What to work on
Below are the records; count how many of their lines carry "crate" and give only the number.

Saved entries

<<<<

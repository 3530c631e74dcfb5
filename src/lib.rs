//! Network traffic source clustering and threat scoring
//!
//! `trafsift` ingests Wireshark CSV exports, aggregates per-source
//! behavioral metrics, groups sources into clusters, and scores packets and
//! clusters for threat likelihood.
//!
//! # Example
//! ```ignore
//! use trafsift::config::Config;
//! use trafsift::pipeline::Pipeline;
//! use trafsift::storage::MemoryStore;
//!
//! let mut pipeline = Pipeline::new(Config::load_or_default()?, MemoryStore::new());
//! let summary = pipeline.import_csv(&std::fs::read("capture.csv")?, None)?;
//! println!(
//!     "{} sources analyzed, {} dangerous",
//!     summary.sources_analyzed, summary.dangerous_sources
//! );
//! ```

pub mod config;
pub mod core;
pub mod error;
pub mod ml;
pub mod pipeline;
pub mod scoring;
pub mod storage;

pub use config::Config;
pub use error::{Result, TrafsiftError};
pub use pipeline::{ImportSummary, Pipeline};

>>>>
<<<<

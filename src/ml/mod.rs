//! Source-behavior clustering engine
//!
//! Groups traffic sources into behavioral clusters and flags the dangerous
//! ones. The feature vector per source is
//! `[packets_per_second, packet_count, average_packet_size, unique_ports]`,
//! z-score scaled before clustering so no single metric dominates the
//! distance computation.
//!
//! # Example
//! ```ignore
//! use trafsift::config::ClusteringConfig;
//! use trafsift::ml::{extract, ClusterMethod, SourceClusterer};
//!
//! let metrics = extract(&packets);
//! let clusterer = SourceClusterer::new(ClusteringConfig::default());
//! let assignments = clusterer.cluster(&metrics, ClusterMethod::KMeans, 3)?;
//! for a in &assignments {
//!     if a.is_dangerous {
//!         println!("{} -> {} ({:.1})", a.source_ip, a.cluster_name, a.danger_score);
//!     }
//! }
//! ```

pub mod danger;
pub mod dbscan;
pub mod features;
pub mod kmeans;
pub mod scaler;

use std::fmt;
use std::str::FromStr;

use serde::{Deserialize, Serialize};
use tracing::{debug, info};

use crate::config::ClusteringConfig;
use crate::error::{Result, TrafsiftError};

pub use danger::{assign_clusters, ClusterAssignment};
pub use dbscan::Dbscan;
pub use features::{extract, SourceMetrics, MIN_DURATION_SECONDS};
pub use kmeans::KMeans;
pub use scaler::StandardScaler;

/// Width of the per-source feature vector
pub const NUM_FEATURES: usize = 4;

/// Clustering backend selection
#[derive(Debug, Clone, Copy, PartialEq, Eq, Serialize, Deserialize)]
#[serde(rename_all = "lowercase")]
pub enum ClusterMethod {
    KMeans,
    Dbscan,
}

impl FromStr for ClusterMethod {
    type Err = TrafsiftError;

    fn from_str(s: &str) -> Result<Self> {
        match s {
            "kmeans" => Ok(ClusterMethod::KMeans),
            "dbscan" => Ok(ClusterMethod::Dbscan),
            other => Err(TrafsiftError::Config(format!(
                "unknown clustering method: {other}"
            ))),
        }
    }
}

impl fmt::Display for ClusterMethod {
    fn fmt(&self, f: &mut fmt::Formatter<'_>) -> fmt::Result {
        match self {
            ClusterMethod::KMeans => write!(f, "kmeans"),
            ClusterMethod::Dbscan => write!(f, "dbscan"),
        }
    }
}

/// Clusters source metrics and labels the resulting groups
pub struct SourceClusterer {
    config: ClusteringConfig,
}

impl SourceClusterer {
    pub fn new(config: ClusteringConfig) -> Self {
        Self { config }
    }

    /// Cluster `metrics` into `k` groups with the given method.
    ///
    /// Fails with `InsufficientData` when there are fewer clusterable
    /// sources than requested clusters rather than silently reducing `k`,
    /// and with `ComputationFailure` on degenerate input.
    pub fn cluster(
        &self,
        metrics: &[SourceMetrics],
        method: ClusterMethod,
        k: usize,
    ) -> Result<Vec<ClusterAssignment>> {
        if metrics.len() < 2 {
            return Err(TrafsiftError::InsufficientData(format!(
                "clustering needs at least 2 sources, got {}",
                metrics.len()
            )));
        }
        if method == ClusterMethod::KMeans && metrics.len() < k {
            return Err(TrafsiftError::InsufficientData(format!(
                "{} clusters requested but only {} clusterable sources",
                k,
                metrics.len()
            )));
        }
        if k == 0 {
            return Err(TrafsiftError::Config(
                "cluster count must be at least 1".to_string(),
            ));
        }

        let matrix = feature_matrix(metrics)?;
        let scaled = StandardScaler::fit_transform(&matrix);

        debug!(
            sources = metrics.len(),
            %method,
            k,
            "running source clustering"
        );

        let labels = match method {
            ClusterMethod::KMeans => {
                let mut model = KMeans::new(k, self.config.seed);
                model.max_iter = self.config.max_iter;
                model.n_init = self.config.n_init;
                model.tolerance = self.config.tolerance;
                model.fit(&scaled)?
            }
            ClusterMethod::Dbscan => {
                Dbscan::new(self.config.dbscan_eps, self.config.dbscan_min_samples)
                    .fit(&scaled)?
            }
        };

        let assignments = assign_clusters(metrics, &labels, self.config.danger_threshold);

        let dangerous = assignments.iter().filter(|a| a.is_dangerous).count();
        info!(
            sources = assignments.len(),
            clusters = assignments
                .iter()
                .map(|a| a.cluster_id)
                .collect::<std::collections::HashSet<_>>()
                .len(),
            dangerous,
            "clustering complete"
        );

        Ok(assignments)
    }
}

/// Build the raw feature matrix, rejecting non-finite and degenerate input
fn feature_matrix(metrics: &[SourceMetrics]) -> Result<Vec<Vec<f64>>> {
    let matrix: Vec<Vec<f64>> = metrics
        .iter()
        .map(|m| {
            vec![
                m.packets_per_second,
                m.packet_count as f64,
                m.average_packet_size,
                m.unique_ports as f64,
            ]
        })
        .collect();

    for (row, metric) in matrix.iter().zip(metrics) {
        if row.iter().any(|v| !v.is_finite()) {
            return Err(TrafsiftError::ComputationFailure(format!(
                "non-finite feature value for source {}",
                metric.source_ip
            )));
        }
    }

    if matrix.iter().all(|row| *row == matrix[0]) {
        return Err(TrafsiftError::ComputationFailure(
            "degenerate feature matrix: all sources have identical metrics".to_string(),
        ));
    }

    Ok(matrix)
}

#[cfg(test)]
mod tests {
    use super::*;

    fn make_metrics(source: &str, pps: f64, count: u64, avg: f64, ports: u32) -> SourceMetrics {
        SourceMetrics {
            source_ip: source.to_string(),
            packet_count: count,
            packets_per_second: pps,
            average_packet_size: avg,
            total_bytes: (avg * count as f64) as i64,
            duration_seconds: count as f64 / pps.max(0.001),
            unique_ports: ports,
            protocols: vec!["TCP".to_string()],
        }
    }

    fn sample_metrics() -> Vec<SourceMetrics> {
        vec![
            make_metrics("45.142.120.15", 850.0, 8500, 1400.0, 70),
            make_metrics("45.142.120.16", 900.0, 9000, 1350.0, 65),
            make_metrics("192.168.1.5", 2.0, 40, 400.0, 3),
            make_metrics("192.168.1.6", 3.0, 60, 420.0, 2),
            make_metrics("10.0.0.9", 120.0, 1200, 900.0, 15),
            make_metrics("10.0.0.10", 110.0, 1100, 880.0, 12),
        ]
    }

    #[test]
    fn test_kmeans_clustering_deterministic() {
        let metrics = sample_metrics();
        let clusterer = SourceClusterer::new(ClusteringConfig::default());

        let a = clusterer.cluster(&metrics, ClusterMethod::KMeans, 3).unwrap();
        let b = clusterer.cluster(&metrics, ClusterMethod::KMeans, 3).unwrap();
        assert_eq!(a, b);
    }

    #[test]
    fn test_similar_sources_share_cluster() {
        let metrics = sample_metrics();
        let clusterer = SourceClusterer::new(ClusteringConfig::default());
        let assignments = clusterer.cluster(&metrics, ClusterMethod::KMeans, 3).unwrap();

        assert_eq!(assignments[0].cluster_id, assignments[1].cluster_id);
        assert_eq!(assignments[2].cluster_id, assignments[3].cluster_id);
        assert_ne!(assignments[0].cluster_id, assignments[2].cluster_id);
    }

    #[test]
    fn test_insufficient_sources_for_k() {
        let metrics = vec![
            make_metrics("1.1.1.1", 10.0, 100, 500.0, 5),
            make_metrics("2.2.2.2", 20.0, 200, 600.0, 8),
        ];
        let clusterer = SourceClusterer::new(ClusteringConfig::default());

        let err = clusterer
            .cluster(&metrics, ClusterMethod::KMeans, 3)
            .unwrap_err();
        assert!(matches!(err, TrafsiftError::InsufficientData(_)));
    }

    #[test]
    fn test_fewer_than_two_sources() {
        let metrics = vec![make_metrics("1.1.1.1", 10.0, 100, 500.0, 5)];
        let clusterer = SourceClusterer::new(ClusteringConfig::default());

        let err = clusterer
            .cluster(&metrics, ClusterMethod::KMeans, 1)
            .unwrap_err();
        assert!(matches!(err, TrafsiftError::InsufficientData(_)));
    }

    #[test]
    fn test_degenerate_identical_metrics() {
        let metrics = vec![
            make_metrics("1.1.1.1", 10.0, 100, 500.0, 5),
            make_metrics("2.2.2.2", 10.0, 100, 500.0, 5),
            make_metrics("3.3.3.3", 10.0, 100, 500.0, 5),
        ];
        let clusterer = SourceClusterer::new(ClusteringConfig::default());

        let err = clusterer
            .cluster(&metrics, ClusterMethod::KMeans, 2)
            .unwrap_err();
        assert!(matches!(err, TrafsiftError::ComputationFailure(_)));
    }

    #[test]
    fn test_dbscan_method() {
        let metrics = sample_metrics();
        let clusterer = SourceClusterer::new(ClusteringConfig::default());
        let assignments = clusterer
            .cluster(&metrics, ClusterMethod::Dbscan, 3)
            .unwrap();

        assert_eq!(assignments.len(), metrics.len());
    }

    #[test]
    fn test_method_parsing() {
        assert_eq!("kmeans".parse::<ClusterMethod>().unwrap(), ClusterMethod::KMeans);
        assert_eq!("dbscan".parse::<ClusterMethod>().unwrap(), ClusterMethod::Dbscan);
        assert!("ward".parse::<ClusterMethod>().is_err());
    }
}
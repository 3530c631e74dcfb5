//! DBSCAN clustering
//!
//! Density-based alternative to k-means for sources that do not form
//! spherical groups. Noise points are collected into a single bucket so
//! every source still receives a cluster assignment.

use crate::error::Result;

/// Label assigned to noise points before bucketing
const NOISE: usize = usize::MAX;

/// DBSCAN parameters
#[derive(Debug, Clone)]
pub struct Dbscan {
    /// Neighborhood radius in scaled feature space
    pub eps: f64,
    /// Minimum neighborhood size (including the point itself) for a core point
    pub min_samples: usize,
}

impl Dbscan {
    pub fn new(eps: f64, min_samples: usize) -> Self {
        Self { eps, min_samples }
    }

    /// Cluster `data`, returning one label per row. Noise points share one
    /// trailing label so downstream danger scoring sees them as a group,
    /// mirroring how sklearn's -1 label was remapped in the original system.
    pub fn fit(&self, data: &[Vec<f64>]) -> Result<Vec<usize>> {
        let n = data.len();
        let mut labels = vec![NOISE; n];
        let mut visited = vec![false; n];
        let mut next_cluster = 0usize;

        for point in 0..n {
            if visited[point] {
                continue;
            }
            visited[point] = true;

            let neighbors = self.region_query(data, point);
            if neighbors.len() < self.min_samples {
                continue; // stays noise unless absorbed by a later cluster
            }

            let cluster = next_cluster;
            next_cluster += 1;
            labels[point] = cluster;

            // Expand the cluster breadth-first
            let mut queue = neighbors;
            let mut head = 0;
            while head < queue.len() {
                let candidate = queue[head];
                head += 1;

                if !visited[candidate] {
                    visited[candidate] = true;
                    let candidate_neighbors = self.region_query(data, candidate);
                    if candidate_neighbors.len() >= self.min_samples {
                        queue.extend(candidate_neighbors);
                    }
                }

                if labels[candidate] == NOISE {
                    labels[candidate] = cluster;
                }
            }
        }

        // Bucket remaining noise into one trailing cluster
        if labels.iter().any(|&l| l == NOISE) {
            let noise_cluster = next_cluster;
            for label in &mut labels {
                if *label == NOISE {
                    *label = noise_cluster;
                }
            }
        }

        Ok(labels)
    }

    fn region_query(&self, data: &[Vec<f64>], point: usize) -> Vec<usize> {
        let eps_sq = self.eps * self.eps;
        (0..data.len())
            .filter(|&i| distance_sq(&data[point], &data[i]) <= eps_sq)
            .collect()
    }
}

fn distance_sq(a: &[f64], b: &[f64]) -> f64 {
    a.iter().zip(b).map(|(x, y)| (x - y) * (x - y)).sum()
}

>>>>
<<<<

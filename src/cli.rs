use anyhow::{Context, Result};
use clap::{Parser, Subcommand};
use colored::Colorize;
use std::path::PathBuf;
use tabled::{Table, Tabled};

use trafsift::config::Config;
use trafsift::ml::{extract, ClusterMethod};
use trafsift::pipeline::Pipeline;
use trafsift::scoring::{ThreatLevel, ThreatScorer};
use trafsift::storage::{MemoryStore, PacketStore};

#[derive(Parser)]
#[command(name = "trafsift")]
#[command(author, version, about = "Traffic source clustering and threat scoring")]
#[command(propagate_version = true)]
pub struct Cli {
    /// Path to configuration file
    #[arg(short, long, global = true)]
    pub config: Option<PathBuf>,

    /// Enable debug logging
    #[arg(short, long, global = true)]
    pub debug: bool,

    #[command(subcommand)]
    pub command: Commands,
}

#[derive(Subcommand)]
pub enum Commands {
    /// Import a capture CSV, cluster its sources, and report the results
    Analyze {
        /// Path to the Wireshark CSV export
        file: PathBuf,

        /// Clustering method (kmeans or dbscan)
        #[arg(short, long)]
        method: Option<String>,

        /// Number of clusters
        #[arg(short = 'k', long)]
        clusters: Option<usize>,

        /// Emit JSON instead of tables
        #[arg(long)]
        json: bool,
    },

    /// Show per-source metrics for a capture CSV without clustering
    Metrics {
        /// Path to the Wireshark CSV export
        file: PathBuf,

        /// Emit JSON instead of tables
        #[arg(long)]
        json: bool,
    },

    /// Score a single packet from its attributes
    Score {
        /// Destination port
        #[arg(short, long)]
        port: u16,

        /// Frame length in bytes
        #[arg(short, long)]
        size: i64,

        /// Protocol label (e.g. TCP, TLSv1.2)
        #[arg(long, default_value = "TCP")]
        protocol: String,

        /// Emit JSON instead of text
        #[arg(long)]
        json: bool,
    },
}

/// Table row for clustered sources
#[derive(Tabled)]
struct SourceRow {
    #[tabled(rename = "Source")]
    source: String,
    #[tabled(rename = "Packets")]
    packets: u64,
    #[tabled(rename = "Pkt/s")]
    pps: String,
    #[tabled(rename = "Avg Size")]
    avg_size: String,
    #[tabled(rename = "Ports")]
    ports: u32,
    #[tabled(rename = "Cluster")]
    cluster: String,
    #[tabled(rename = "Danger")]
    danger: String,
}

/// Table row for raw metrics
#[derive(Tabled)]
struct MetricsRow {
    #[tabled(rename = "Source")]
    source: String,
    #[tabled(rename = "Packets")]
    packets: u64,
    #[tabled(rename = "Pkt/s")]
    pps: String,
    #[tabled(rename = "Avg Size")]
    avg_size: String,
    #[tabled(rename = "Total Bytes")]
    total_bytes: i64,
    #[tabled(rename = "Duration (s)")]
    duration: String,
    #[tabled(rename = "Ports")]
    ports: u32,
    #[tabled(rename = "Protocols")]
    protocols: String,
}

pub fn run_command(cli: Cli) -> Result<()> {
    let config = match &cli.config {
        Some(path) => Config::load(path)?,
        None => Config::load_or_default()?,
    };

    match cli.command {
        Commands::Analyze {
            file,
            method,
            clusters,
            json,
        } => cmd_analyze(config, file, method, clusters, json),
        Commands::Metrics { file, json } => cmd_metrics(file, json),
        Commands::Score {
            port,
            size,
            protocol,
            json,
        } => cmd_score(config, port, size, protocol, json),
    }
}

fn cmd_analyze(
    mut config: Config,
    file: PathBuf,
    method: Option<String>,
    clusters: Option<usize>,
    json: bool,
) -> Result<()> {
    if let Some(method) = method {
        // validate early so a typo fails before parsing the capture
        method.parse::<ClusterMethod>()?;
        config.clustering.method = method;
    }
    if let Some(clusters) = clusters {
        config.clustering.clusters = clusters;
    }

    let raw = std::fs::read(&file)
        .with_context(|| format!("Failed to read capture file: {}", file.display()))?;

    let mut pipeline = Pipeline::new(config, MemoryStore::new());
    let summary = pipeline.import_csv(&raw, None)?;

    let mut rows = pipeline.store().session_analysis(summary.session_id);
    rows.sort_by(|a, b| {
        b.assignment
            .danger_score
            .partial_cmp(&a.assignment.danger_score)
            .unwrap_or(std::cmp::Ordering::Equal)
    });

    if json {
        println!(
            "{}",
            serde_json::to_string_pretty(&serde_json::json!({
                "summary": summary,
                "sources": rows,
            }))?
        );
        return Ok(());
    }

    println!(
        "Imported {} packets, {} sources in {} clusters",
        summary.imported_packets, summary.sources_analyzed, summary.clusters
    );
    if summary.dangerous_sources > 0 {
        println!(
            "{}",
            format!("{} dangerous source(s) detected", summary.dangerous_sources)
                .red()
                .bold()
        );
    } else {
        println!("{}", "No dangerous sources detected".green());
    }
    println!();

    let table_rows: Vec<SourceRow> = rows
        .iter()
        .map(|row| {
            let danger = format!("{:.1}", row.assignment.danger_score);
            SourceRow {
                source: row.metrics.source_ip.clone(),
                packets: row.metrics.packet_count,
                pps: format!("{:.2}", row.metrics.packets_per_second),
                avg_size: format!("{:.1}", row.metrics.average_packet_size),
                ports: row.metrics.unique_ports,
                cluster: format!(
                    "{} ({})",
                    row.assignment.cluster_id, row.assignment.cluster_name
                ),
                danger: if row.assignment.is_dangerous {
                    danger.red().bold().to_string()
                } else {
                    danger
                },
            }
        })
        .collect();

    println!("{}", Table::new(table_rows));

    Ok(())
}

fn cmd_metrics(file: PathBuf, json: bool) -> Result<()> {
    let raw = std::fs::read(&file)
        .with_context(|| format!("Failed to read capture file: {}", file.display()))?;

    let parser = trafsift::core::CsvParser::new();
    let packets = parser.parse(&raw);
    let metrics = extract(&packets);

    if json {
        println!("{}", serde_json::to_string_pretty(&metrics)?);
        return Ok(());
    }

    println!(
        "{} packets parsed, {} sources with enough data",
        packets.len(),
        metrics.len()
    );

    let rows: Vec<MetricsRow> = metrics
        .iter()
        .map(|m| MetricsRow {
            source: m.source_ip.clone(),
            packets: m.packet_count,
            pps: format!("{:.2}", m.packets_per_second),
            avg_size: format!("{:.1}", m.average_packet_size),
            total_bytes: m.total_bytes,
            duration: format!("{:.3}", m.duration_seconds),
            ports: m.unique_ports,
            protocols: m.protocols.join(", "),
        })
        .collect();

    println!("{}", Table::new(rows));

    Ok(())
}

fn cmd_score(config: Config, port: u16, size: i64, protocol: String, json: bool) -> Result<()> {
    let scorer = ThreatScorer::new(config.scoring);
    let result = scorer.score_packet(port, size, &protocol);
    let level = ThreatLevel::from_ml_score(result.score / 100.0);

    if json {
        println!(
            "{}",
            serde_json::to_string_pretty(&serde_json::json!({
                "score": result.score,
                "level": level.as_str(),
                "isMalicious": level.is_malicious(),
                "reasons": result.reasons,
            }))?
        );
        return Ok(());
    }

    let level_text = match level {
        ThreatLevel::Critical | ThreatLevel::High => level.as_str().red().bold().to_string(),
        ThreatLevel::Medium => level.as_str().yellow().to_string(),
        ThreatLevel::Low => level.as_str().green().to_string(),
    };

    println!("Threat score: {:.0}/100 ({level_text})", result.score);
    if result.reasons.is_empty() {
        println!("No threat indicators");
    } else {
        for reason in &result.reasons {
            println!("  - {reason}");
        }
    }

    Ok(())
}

>>>>

Completed exercise
3